Work request => Using "ErrorReport" as the search string, find the matching lines below and copy them.

(Records from a data collection)

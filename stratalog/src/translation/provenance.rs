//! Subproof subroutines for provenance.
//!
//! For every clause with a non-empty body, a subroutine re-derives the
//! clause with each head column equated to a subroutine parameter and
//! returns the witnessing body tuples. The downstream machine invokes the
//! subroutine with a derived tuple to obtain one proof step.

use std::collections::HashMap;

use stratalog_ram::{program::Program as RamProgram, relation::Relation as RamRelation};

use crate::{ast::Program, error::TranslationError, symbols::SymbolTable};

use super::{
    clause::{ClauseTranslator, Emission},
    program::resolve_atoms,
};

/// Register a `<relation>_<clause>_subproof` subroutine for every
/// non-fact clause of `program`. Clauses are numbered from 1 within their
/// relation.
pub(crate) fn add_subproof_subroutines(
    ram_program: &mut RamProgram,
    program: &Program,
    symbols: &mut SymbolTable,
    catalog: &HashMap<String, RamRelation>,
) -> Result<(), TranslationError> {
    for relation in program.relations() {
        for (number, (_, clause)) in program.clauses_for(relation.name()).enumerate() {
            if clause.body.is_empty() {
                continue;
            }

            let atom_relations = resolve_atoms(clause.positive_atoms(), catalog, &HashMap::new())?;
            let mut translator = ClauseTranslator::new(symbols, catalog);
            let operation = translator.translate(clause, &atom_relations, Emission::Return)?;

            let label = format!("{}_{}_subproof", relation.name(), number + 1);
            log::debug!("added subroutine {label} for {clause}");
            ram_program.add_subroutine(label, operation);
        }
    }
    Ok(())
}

---

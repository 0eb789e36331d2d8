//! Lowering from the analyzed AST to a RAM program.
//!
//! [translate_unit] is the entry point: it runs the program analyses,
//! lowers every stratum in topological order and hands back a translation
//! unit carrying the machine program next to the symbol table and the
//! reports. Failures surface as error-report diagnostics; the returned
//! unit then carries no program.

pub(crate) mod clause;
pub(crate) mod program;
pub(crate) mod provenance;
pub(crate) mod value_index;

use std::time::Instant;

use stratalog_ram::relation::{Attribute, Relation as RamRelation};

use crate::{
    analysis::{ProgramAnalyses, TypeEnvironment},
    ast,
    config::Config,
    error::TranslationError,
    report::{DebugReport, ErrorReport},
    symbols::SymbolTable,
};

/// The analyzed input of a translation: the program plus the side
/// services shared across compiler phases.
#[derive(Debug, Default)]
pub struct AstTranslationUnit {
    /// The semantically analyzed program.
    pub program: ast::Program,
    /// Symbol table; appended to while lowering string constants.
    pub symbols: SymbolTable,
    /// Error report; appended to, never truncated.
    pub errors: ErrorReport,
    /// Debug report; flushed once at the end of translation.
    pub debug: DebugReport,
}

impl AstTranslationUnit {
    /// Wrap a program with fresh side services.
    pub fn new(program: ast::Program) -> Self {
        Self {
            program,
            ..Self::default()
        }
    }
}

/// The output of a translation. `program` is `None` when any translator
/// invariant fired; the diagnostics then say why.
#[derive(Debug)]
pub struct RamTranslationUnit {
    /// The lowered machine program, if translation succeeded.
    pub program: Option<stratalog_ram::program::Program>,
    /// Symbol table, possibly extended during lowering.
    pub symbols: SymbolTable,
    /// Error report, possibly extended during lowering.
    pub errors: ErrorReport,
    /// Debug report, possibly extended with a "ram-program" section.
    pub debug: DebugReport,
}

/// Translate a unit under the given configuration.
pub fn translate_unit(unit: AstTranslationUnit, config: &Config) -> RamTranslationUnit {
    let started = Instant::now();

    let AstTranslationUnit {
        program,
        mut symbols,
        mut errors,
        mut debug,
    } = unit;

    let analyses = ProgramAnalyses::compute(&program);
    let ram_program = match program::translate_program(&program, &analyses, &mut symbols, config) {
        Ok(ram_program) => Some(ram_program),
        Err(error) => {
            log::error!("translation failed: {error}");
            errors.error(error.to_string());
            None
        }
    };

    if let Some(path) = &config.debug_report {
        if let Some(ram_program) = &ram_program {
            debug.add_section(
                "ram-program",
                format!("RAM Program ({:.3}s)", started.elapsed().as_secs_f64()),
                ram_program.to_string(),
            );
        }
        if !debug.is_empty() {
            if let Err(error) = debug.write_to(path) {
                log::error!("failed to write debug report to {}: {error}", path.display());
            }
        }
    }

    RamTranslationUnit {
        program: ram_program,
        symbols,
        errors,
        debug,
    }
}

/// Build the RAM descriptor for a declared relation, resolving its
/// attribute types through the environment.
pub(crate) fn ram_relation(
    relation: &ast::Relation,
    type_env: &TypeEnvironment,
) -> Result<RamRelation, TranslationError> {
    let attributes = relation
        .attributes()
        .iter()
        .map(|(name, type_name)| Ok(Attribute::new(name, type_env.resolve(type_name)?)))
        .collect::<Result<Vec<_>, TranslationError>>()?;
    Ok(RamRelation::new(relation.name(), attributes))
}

---

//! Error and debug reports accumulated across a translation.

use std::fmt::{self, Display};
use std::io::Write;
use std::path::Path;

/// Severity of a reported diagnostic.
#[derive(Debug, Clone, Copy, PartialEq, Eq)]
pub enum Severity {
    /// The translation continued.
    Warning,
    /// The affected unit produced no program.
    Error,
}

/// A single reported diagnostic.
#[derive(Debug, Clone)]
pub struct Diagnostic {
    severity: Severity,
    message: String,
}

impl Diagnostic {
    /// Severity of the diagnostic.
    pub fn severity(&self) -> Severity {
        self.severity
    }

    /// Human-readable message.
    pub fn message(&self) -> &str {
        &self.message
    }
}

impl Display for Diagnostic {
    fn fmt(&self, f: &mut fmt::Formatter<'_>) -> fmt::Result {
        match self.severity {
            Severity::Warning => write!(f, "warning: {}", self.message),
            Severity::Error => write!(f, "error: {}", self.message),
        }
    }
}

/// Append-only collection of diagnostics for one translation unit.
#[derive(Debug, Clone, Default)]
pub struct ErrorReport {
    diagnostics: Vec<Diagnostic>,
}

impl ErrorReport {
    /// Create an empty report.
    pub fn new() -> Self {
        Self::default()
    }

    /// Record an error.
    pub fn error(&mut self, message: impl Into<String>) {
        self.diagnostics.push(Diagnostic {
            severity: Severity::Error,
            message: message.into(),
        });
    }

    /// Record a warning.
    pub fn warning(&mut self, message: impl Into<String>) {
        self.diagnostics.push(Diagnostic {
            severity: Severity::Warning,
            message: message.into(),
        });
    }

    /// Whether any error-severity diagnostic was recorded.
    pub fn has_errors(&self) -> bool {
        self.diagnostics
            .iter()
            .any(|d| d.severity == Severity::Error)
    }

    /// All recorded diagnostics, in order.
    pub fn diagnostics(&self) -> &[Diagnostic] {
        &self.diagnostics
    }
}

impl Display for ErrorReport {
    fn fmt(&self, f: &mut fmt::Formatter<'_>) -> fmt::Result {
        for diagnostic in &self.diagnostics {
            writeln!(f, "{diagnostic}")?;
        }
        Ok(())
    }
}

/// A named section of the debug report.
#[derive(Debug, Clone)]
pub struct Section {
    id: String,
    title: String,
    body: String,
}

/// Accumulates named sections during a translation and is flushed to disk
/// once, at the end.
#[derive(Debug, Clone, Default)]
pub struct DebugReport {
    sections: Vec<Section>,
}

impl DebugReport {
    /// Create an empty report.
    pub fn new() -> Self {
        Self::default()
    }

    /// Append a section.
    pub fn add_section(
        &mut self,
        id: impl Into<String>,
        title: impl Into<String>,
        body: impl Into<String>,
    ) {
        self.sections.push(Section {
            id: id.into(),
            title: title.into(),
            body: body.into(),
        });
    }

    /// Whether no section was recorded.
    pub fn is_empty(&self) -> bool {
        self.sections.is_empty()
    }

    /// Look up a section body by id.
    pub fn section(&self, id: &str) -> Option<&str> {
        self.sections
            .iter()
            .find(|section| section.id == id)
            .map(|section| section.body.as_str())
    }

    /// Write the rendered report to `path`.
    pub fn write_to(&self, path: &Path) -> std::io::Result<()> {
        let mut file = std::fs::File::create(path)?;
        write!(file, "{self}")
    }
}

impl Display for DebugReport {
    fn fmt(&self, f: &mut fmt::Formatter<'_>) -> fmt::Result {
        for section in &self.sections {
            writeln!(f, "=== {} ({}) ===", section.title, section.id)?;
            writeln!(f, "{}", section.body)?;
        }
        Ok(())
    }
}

Exercise solution =>
    report::{DebugReport, ErrorReport},
    pub errors: ErrorReport,
    pub errors: ErrorReport,
pub struct ErrorReport {
impl ErrorReport {
impl Display for ErrorReport {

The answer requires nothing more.